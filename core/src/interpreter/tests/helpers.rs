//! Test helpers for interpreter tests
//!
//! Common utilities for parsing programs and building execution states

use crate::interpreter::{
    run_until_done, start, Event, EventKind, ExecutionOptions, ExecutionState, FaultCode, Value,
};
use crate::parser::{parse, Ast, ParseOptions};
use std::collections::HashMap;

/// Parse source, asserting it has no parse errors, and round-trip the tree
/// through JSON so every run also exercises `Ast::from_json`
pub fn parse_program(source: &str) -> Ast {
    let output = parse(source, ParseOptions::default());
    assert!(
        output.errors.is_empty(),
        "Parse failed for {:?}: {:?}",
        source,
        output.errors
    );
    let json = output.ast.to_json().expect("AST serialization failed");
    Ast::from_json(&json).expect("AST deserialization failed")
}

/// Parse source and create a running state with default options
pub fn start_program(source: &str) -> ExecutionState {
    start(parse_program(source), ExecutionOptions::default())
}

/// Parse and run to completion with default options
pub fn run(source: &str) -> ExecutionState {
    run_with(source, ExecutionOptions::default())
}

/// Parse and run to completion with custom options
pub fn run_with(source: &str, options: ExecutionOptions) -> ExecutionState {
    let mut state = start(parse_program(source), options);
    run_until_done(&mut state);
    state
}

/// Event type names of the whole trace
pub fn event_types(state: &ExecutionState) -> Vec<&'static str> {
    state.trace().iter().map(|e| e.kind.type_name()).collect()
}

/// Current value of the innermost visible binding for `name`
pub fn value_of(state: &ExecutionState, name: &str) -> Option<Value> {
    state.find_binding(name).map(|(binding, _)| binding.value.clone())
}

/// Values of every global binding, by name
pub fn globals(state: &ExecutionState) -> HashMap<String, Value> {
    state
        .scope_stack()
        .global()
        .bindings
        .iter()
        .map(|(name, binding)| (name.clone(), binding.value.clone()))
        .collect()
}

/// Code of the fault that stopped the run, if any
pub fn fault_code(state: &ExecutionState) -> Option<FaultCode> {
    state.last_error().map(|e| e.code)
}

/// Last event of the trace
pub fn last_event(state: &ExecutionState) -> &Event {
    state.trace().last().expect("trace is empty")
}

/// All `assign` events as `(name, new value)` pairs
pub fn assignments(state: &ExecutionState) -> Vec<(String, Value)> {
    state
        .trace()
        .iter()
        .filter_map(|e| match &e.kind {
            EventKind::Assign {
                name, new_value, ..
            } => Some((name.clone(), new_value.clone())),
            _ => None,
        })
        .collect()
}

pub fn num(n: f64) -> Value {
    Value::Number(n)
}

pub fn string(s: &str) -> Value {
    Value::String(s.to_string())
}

━━━━━━━━━━━━━━━━

• What you are asked to do
Copy exactly the lines that run from the one containing "run, if any" to the last line of the listing, both included, and nothing more.

• Answer to this exercise
/// Code of the fault that stopped the run, if any
pub fn fault_code(state: &ExecutionState) -> Option<FaultCode> {
    state.last_error().map(|e| e.code)
}

/// Last event of the trace
pub fn last_event(state: &ExecutionState) -> &Event {
    state.trace().last().expect("trace is empty")
}

/// All `assign` events as `(name, new value)` pairs
pub fn assignments(state: &ExecutionState) -> Vec<(String, Value)> {
    state
        .trace()
        .iter()
        .filter_map(|e| match &e.kind {
            EventKind::Assign {
                name, new_value, ..
            } => Some((name.clone(), new_value.clone())),
            _ => None,
        })
        .collect()
}

pub fn num(n: f64) -> Value {
    Value::Number(n)
}

pub fn string(s: &str) -> Value {
    Value::String(s.to_string())
}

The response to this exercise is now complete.